Mourhino has his latest Portuguese signing Tiago Mendes - centre-back Morais, 20, who signed on Thursday from second division Penafield is one for the future - available for the game at Birmingham.
And he is ready to change his strike partnership with Serbian Mateja Kezman coming into the starting line-up for either Eidur Gudjohnsen or Didier Drogba, the latter having admitted he is not yet 100% match-fit.
The coach watched Gudjohnsen, match-winner against United, captain Iceland to a 2-0 midweek success over Italy in which he was also scored, and said: “I could have gone to one of nine international matches but the object was to exchange ideas with top coaches. So far I only know Sven-Goran Eriksson to do that and I must get around as much as possible to find out all I can.

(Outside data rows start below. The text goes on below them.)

use actix_web::{HttpRequest, HttpResponse, Result as ActixResult};

use super::TeacherService;
use crate::models::{
    ApiResponse, ErrorCode,
    teachers::requests::{TeacherListParams, TeacherListQuery},
};

pub async fn list_teachers(
    service: &TeacherService,
    query: TeacherListParams,
    request: &HttpRequest,
) -> ActixResult<HttpResponse> {
    let storage = service.get_storage(request)?;

    let list_query = TeacherListQuery {
        page: Some(query.pagination.page),
        size: Some(query.pagination.size),
        class_level: query.class_level,
        search: query.search,
    };

    match storage.list_teachers_with_pagination(list_query).await {
        Ok(response) => Ok(HttpResponse::Ok().json(ApiResponse::success(
            response,
            "Teacher list retrieved",
        ))),
        Err(e) => Ok(
            HttpResponse::InternalServerError().json(ApiResponse::error_empty(
                ErrorCode::InternalServerError,
                format!("Failed to retrieve teacher list: {e}"),
            )),
        ),
    }
}

pub async fn get_teacher(
    service: &TeacherService,
    teacher_id: i64,
    request: &HttpRequest,
) -> ActixResult<HttpResponse> {
    let storage = service.get_storage(request)?;

    match storage.get_teacher_by_id(teacher_id).await {
        Ok(Some(teacher)) => {
            Ok(HttpResponse::Ok().json(ApiResponse::success(teacher, "Teacher retrieved")))
        }
        Ok(None) => Ok(HttpResponse::NotFound().json(ApiResponse::error_empty(
            ErrorCode::TeacherNotFound,
            "Teacher not found",
        ))),
        Err(e) => Ok(
            HttpResponse::InternalServerError().json(ApiResponse::error_empty(
                ErrorCode::InternalServerError,
                format!("Failed to get teacher: {e}"),
            )),
        ),
    }
}
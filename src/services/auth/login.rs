use actix_web::{HttpRequest, HttpResponse, Result as ActixResult};
use tracing::{error, info, warn};

use crate::models::{
    ApiResponse, ErrorCode,
    auth::{LoginRequest, LoginResponse},
    users::entities::UserStatus,
};
use crate::services::users::account_view;
use crate::utils::jwt;
use crate::utils::password::verify_password;

use super::AuthService;

fn auth_failed() -> HttpResponse {
    HttpResponse::Unauthorized().json(ApiResponse::error_empty(
        ErrorCode::AuthFailed,
        "Username or password is incorrect",
    ))
}

pub async fn handle_login(
    service: &AuthService,
    login_request: LoginRequest,
    request: &HttpRequest,
) -> ActixResult<HttpResponse> {
    let storage = service.get_storage(request)?;
    let config = service.get_config();

    // 1. 用户名或邮箱
    let user = match storage
        .get_user_by_username_or_email(login_request.identifier())
        .await
    {
        Ok(Some(user)) => user,
        Ok(None) => return Ok(auth_failed()),
        Err(e) => {
            error!("Login lookup failed: {}", e);
            return Ok(
                HttpResponse::InternalServerError().json(ApiResponse::error_empty(
                    ErrorCode::InternalServerError,
                    "Login failed",
                )),
            );
        }
    };

    // 2. 密码
    if !verify_password(&login_request.password, &user.password_hash) {
        return Ok(auth_failed());
    }

    // 3. 账号状态
    if user.status != UserStatus::Active {
        warn!("Login rejected for inactive user {}", user.username);
        return Ok(HttpResponse::Forbidden().json(ApiResponse::error_empty(
            ErrorCode::Forbidden,
            "Account is not active",
        )));
    }

    if let Err(e) = storage.update_last_login(user.id).await {
        warn!("Failed to update last login for {}: {}", user.username, e);
    }

    // 4. 令牌
    let refresh_expiry = login_request
        .remember_me
        .then(|| chrono::Duration::days(config.jwt.refresh_token_remember_me_expiry));

    let tokens = user.generate_token_pair(refresh_expiry).await;
    match tokens {
        Ok(token_pair) => {
            info!("User {} logged in successfully", user.username);

            let refresh_cookie = jwt::JwtUtils::create_refresh_token_cookie(
                &token_pair.refresh_token,
                refresh_expiry,
            );
            let response = LoginResponse {
                access_token: token_pair.access_token,
                expires_in: config.jwt.access_token_expiry * 60,
                user: account_view(storage.as_ref(), user).await,
                issued_at: chrono::Utc::now(),
            };

            Ok(HttpResponse::Ok()
                .cookie(refresh_cookie)
                .json(ApiResponse::success(response, "Login successful")))
        }
        Err(e) => {
            error!("Failed to generate JWT token: {}", e);
            Ok(
                HttpResponse::InternalServerError().json(ApiResponse::error_empty(
                    ErrorCode::InternalServerError,
                    "Login failed, unable to generate token",
                )),
            )
        }
    }
}
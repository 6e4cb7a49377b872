use serde::Serialize;
use ts_rs::TS;

use super::entities::Teacher;
use crate::models::PaginationInfo;

// 教师列表响应
#[derive(Debug, Serialize, TS)]
#[ts(export, export_to = "../frontend/src/types/generated/teacher.ts")]
pub struct TeacherListResponse {
    pub items: Vec<Teacher>,
    pub pagination: PaginationInfo,
}
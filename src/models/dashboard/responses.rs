use serde::{Deserialize, Serialize};
use std::collections::BTreeMap;
use ts_rs::TS;

use crate::models::common::ClassLevel;
use crate::models::progress::entities::ProgressArea;

// 教师带班人数
#[derive(Debug, Clone, Serialize, Deserialize, TS)]
#[ts(export, export_to = "../frontend/src/types/generated/dashboard.ts")]
pub struct TeacherLoad {
    pub teacher_id: i64,
    pub name: String,
    pub student_count: i64,
}

// 仪表盘统计（可缓存，因此同时实现 Deserialize）
#[derive(Debug, Clone, Serialize, Deserialize, TS)]
#[ts(export, export_to = "../frontend/src/types/generated/dashboard.ts")]
pub struct DashboardStatsResponse {
    pub total_students: i64,
    pub total_teachers: i64,
    pub unassigned_students: i64,
    pub students_per_class_level: BTreeMap<ClassLevel, i64>,
    pub teacher_loads: Vec<TeacherLoad>,
    /// 最近 30 天的成长记录数
    pub recent_progress_entries: i64,
    pub average_rating_by_area: BTreeMap<ProgressArea, f64>,
    pub published_plans: i64,
    pub generated_at: chrono::DateTime<chrono::Utc>,
}
use super::entities::User;
use crate::models::common::PaginationInfo;
use serde::Serialize;
use ts_rs::TS;

/// 员工账号及其关联的教师档案
#[derive(Debug, Serialize, TS)]
#[ts(export, export_to = "../frontend/src/types/generated/user.ts")]
pub struct AccountResponse {
    #[serde(flatten)]
    #[ts(flatten)]
    pub user: User,
    /// 仅教师账号可能有值
    pub teacher_id: Option<i64>,
}

#[derive(Debug, Serialize, TS)]
#[ts(export, export_to = "../frontend/src/types/generated/user.ts")]
pub struct UserListResponse {
    pub items: Vec<AccountResponse>,
    pub pagination: PaginationInfo,
}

“I have looked at all possible videos of Birmingham, who will be direct and reflect their manager Steve Bruce, a great defender. They also have some players probably keen to make a point against us but that is up to them.
“It was my decision to let Melchiot and Gronkjaer go but there is a possibility that Forssell as well as Carlton Cole, who is also on loan, could come back to Chelsea at some time.”
Mourhino has also told Newcastle, who are reportedly keen on signing centre-backs William Gallas and Robert Huth, they would be wasting their time following up such ideas and told Damien Duff and Glen Johnson, who both had international experience in midweek, to be patient at Chelsea.
He said: “We have 24 great players in the squad and I will need all of them.”